En matière d’images, l’IA va encore plus loin. « Elle peut analyser les ombres, les reflets, les textures, la cohérence de la lumière, ou détecter des artefacts invisibles à l’œil humain », explique-t-il. Un incendie mal simulé, une source lumineuse incohérente ou un arrière-plan impossible peuvent ainsi être repérés automatiquement.
Toutefois, l’efficacité de ces outils dépend fortement de la qualité des données disponibles. Sur ce point, le diagnostic de l'expert en IA est nuancé.
« Les compagnies d’assurance burkinabè disposent de données, car elles existent depuis longtemps. Mais ces données sont majoritairement sur support papier et peu structurées », observe-t-il. Or, l’IA nécessite des volumes importants de données numériques, propres et cohérentes. « La mauvaise qualité des données peut entraîner des biais, des hallucinations de l’IA et des faux positifs », prévient-il.
Pour lui, la priorité est de numériser, structurer et centraliser les données existantes avant de déployer des modèles sophistiqués.
L’utilisation de l’IA comporte néanmoins des risques, notamment celui des faux positifs. « Un faux positif, c’est un sinistre légitime signalé à tort comme frauduleux. Cela peut blesser les assurés, dégrader la confiance et exposer les compagnies à des risques juridiques », explique l’expert.
Les causes sont multiples : données insuffisantes, manque de contexte, changements de modèles, ou qualité médiocre des informations d’entraînement. D’où la nécessité, selon lui, d’un encadrement éthique strict. Parmi les garde-fous indispensables, il cite la transparence et l’explicabilité des décisions algorithmiques, l’équité et la non-discrimination, la protection des données personnelles et la responsabilité humaine dans la prise de décision.
« L’IA doit assister l’humain, pas le remplacer. La décision finale doit toujours pouvoir être contestée et validée par un professionnel », insiste-t-il.

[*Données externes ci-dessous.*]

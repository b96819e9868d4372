use serde::{Deserialize, Serialize};

#[derive(Debug, Clone, PartialEq, Eq, Hash, Serialize, Deserialize)]
pub struct SessionId(pub String);

impl SessionId {
    pub fn new() -> Self {
        Self(format!("{:032x}", rand::random::<u128>()))
    }
}

impl Default for SessionId {
    fn default() -> Self {
        Self::new()
    }
}

impl std::fmt::Display for SessionId {
    fn fmt(&self, f: &mut std::fmt::Formatter<'_>) -> std::fmt::Result {
        write!(f, "{}", self.0)
    }
}

/// Short opaque token handed to a client so it can reattach to its session
/// across reconnects. Deliberately distinct from `SessionId` so a leaked
/// fingerprint can be rotated without changing session identity.
#[derive(Debug, Clone, PartialEq, Eq, Hash, Serialize, Deserialize)]
pub struct Fingerprint(pub String);

impl Fingerprint {
    pub fn new() -> Self {
        Self(format!("{:016x}", rand::random::<u64>()))
    }
}

impl Default for Fingerprint {
    fn default() -> Self {
        Self::new()
    }
}

impl std::fmt::Display for Fingerprint {
    fn fmt(&self, f: &mut std::fmt::Formatter<'_>) -> std::fmt::Result {
        write!(f, "{}", self.0)
    }
}

/// The origin of a `commitNextSelection` request.
#[derive(Debug, Clone, Copy, PartialEq, Eq, Serialize, Deserialize)]
#[serde(rename_all = "lowercase")]
pub enum SelectionOrigin {
    Deck,
    General,
}

/// Who initiated a next-track commit (`POST /next-track` body).
#[derive(Debug, Clone, Copy, PartialEq, Eq, Serialize, Deserialize)]
#[serde(rename_all = "lowercase")]
pub enum SelectionSource {
    User,
    Heartbeat,
}

/// Stages of `POST /refresh-sse`.
#[derive(Debug, Clone, Copy, PartialEq, Eq, Serialize, Deserialize)]
#[serde(rename_all = "lowercase")]
pub enum RefreshStage {
    Session,
    Restart,
    Rebroadcast,
}

#[cfg(test)]
mod tests {
    use super::*;

    #[test]
    fn session_id_is_32_hex_chars() {
        let id = SessionId::new();
        assert_eq!(id.0.len(), 32);
        assert!(id.0.chars().all(|c| c.is_ascii_hexdigit()));
    }

    #[test]
    fn fingerprints_are_distinct_from_session_ids() {
        let a = Fingerprint::new();
        let b = Fingerprint::new();
        assert_ne!(a, b);
    }
}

Pour Dr Ouédraogo Boukary, il ne faut pas se voiler la face, car une véritable course technologique est engagée entre fraudeurs et assureurs.

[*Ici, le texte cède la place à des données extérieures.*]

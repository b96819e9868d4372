//! The HTTP surface. Thin by design: every handler
//! resolves a session through the [`Registry`](crate::registry::Registry)
//! then calls exactly one [`Session`](crate::session::Session) operation.
//!
//! Streamed response bodies (`/stream`, `/events`) are kept alive by a guard
//! value whose `Drop` detaches the client — the session's own
//! `AudioAttachment`/`EventAttachment`.

use std::net::SocketAddr;
use std::sync::Arc;

use axum::body::{Body, Bytes};
use axum::extract::{ConnectInfo, Path, Query, State};
use axum::http::{HeaderMap, StatusCode};
use axum::response::{IntoResponse, Json, Response};
use axum::routing::{get, post};
use axum::Router;
use futures_util::stream::{self, Stream};
use serde::{Deserialize, Serialize};
use tokio::sync::broadcast;
use tower_http::trace::TraceLayer;

use latentradio_proto::config::Config;
use latentradio_proto::direction::Direction;
use latentradio_proto::errors::ErrorKind;
use latentradio_proto::session_types::{Fingerprint, RefreshStage, SelectionOrigin, SessionId};
use latentradio_proto::track::{Track, TrackSummary};

use crate::catalog::Catalog;
use crate::explorer::ExplorerFilters;
use crate::logs::RecentLogs;
use crate::registry::{Registry, ResolveParams};
use crate::session::{AudioAttachment, EventAttachment, RefreshStageResult, Session};

#[derive(Clone)]
pub struct AppState {
    pub registry: Arc<Registry>,
    pub catalog: Option<Arc<Catalog>>,
    pub config: Config,
    pub recent_logs: Arc<RecentLogs>,
    pub started_at: std::time::Instant,
}

pub fn router(state: AppState) -> Router {
    let max_body_bytes = state.config.server.max_body_bytes;
    Router::new()
        .route("/", get(index))
        .route("/stream", get(stream_audio))
        .route("/events", get(stream_events))
        .route("/explorer", post(post_explorer))
        .route("/next-track", post(post_next_track))
        .route("/refresh-sse", post(post_refresh_sse))
        .route("/session/force-next", post(post_force_next))
        .route("/session/reset-drift", post(post_reset_drift))
        .route("/session/zoom/:mode", post(post_zoom))
        .route("/search", get(get_search))
        .route("/sessions/now-playing", get(get_now_playing))
        .route("/health", get(get_health))
        .route("/internal/metrics", get(get_metrics))
        .route("/internal/sessions", get(get_internal_sessions))
        .route("/internal/logs/recent", get(get_recent_logs))
        .route("/:seg1", get(get_deep_link_one))
        .route("/:seg1/:seg2", get(get_deep_link_two))
        .layer(TraceLayer::new_for_http())
        .layer(axum::extract::DefaultBodyLimit::max(max_body_bytes))
        .with_state(state)
}

struct ApiError(ErrorKind);

impl From<ErrorKind> for ApiError {
    fn from(kind: ErrorKind) -> Self {
        Self(kind)
    }
}

impl IntoResponse for ApiError {
    fn into_response(self) -> Response {
        let status = StatusCode::from_u16(self.0.status_code()).unwrap_or(StatusCode::INTERNAL_SERVER_ERROR);
        (status, Json(self.0)).into_response()
    }
}

type ApiResult<T> = Result<T, ApiError>;

// ── Session resolution helpers ───────────────────────────────────────────

const COOKIE_NAME: &str = "lr_sid";

fn cookie_session_id(headers: &HeaderMap) -> Option<SessionId> {
    let raw = headers.get(axum::http::header::COOKIE)?.to_str().ok()?;
    raw.split(';').find_map(|pair| {
        let pair = pair.trim();
        pair.strip_prefix(COOKIE_NAME)
            .and_then(|rest| rest.strip_prefix('='))
            .map(|value| SessionId(value.to_string()))
    })
}

fn set_session_cookie(id: &SessionId) -> (axum::http::HeaderName, String) {
    (axum::http::header::SET_COOKIE, format!("{}={}; Path=/; HttpOnly", COOKIE_NAME, id.0))
}

async fn resolve(
    state: &AppState,
    explicit_id: Option<String>,
    fingerprint: Option<String>,
    cookie_id: Option<SessionId>,
    client_ip: Option<std::net::IpAddr>,
) -> ApiResult<Session> {
    let params = ResolveParams {
        explicit_id: explicit_id.map(SessionId),
        fingerprint: fingerprint.map(Fingerprint),
        cookie_id,
        client_ip,
    };
    Ok(state.registry.resolve(params, false).await?)
}

// ── GET / ─────────────────────────────────────────────────────────────────

async fn index(
    State(state): State<AppState>,
    ConnectInfo(addr): ConnectInfo<SocketAddr>,
    headers: HeaderMap,
) -> ApiResult<Response> {
    let session = resolve(&state, None, None, cookie_session_id(&headers), Some(addr.ip())).await?;
    let (name, value) = set_session_cookie(&session.id);
    let mut response = "latentradio server: exploratory music session active\n".into_response();
    response.headers_mut().insert(name, value.parse().unwrap());
    Ok(response)
}

// ── GET/HEAD /stream ──────────────────────────────────────────────────────

#[derive(Debug, Deserialize)]
struct StreamParams {
    #[serde(rename = "sessionId")]
    session_id: Option<String>,
    fingerprint: Option<String>,
}

fn pcm_stream(attachment: AudioAttachment) -> impl Stream<Item = Result<Bytes, std::io::Error>> {
    stream::unfold(attachment, |mut attachment| async move {
        loop {
            match attachment.pcm_rx.recv().await {
                Ok(bytes) => return Some((Ok(bytes), attachment)),
                Err(broadcast::error::RecvError::Lagged(_)) => continue,
                Err(broadcast::error::RecvError::Closed) => return None,
            }
        }
    })
}

async fn stream_audio(
    State(state): State<AppState>,
    Query(params): Query<StreamParams>,
    ConnectInfo(addr): ConnectInfo<SocketAddr>,
    headers: HeaderMap,
) -> ApiResult<Response> {
    let session = resolve(
        &state,
        params.session_id,
        params.fingerprint,
        cookie_session_id(&headers),
        Some(addr.ip()),
    )
    .await?;

    let attachment = session.attach_audio_client().await;
    let cfg = &state.config.mixer;
    let body = Body::from_stream(pcm_stream(attachment));
    Ok(Response::builder()
        .status(StatusCode::OK)
        .header("content-type", "application/octet-stream")
        .header("x-sample-rate", cfg.sample_rate.to_string())
        .header("x-channels", cfg.channels.to_string())
        .header("x-sample-format", "f32le")
        .body(body)
        .unwrap())
}

// ── GET /events ───────────────────────────────────────────────────────────

#[derive(Debug, Deserialize)]
struct EventsParams {
    #[serde(rename = "sessionId")]
    session_id: Option<String>,
    fingerprint: Option<String>,
}

fn event_stream(attachment: EventAttachment) -> impl Stream<Item = Result<Bytes, std::io::Error>> {
    let replay = attachment.replay.clone();
    stream::unfold((attachment, replay), |(mut attachment, mut pending_replay)| async move {
        if let Some(event) = pending_replay.take() {
            let frame = event.to_frame().unwrap_or_default();
            return Some((Ok(Bytes::from(frame)), (attachment, None)));
        }
        loop {
            match attachment.event_rx.recv().await {
                Ok(event) => {
                    let frame = event.to_frame().unwrap_or_default();
                    return Some((Ok(Bytes::from(frame)), (attachment, None)));
                }
                Err(broadcast::error::RecvError::Lagged(_)) => continue,
                Err(broadcast::error::RecvError::Closed) => return None,
            }
        }
    })
}

async fn stream_events(
    State(state): State<AppState>,
    Query(params): Query<EventsParams>,
    ConnectInfo(addr): ConnectInfo<SocketAddr>,
    headers: HeaderMap,
) -> ApiResult<Response> {
    let session = resolve(
        &state,
        params.session_id,
        params.fingerprint,
        cookie_session_id(&headers),
        Some(addr.ip()),
    )
    .await?;

    let attachment = session.attach_event_client().await;
    let body = Body::from_stream(event_stream(attachment));
    Ok(Response::builder()
        .status(StatusCode::OK)
        .header("content-type", "application/x-ndjson")
        .body(body)
        .unwrap())
}

// ── POST /explorer ────────────────────────────────────────────────────────

#[derive(Debug, Deserialize)]
struct ExplorerBody {
    #[serde(rename = "trackId")]
    track_id: String,
    #[serde(rename = "sessionId")]
    session_id: Option<String>,
    #[serde(rename = "playlistTrackIds", default)]
    playlist_track_ids: Vec<String>,
    fingerprint: Option<String>,
}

Image illustrative générée par l’Intelligence Artificielle, montrant le contraste entre les méthodes de fraudes traditionnelles et celles sophistiquées.
« Les fraudeurs utilisent l’IA pour frauder, les assureurs doivent l'utiliser pour détecter la fraude. On peut dire que c’est l’IA qui combat l’IA », résume-t-il. Cette course suppose des investissements conséquents, mais réalistes.

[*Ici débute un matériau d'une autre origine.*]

use serde::{Deserialize, Serialize};
use std::collections::HashMap;
use std::path::PathBuf;

/// A named acoustic/statistical/latent feature vector. Not every track
/// carries every component — callers that need a component must check for
/// its presence rather than assume a default of zero.
#[derive(Debug, Clone, Default, Serialize, Deserialize, PartialEq)]
pub struct FeatureVector(HashMap<String, f64>);

impl FeatureVector {
    pub fn new() -> Self {
        Self::default()
    }

    pub fn from_map(map: HashMap<String, f64>) -> Self {
        Self(map)
    }

    pub fn get(&self, component: &str) -> Option<f64> {
        self.0.get(component).copied()
    }

    pub fn set(&mut self, component: impl Into<String>, value: f64) {
        self.0.insert(component.into(), value);
    }

    pub fn contains(&self, component: &str) -> bool {
        self.0.contains_key(component)
    }

    /// True when every named component is present (required for queries that
    /// need the full set, e.g. a weighted radius search).
    pub fn has_all(&self, components: &[String]) -> bool {
        components.iter().all(|c| self.0.contains_key(c))
    }

    pub fn components(&self) -> impl Iterator<Item = &String> {
        self.0.keys()
    }

    pub fn iter(&self) -> impl Iterator<Item = (&String, &f64)> {
        self.0.iter()
    }
}

/// Immutable catalog record, keyed by a 32-character lowercase hex content
/// hash.
#[derive(Debug, Clone, Serialize, Deserialize, PartialEq)]
pub struct Track {
    pub id: String,
    pub title: String,
    pub artist: String,
    pub album: String,
    pub year: Option<u32>,
    pub cover_url: Option<String>,
    pub duration_secs: f64,
    pub path: PathBuf,
    pub features: FeatureVector,
}

impl Track {
    /// True when `id` is a 32-character lowercase hex string, matching the
    /// identifier format accepted over the wire.
    pub fn is_valid_id(id: &str) -> bool {
        id.len() == 32 && id.chars().all(|c| c.is_ascii_hexdigit() && !c.is_ascii_uppercase())
    }

    pub fn summary(&self) -> TrackSummary {
        TrackSummary {
            identifier: self.id.clone(),
            title: self.title.clone(),
            artist: self.artist.clone(),
            album: self.album.clone(),
            year: self.year,
            cover_url: self.cover_url.clone(),
            duration_ms: (self.duration_secs * 1000.0).round() as u64,
        }
    }
}

/// Heavy-field-stripped view of a Track, safe to send to clients. Never
/// carries raw feature vectors or PCA coordinates.
#[derive(Debug, Clone, Serialize, Deserialize, PartialEq)]
#[serde(rename_all = "camelCase")]
pub struct TrackSummary {
    pub identifier: String,
    pub title: String,
    pub artist: String,
    pub album: String,
    pub year: Option<u32>,
    pub cover_url: Option<String>,
    pub duration_ms: u64,
}

#[cfg(test)]
mod tests {
    use super::*;

    #[test]
    fn validates_32_hex_identifiers() {
        assert!(Track::is_valid_id(&"a".repeat(32)));
        assert!(!Track::is_valid_id(&"A".repeat(32)));
        assert!(!Track::is_valid_id("too-short"));
        assert!(!Track::is_valid_id(&"g".repeat(32)));
    }

    #[test]
    fn summary_strips_features_and_path() {
        let mut features = FeatureVector::new();
        features.set("tonal_pc1", 0.5);
        let track = Track {
            id: "a".repeat(32),
            title: "T".into(),
            artist: "A".into(),
            album: "Al".into(),
            year: Some(2020),
            cover_url: None,
            duration_secs: 180.0,
            path: PathBuf::from("/music/t.flac"),
            features,
        };
        let summary = track.summary();
        assert_eq!(summary.duration_ms, 180_000);
        assert_eq!(summary.identifier, track.id);
    }

    #[test]
    fn feature_vector_missing_component_is_none() {
        let fv = FeatureVector::new();
        assert_eq!(fv.get("tonal_pc1"), None);
        assert!(!fv.has_all(&["tonal_pc1".to_string()]));
    }
}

Selon lui, des solutions cloud adaptées, combinées à des infrastructures locales sécurisées, peuvent permettre une montée en puissance progressive, à condition de garantir la souveraineté et la confidentialité des données. « Ceux qui sauront utiliser l’IA remplaceront ceux qui ne l’utilisent pas. Mais sans gouvernance, sans éthique et sans compétences humaines, l’IA peut devenir contre-productive », conclut-il.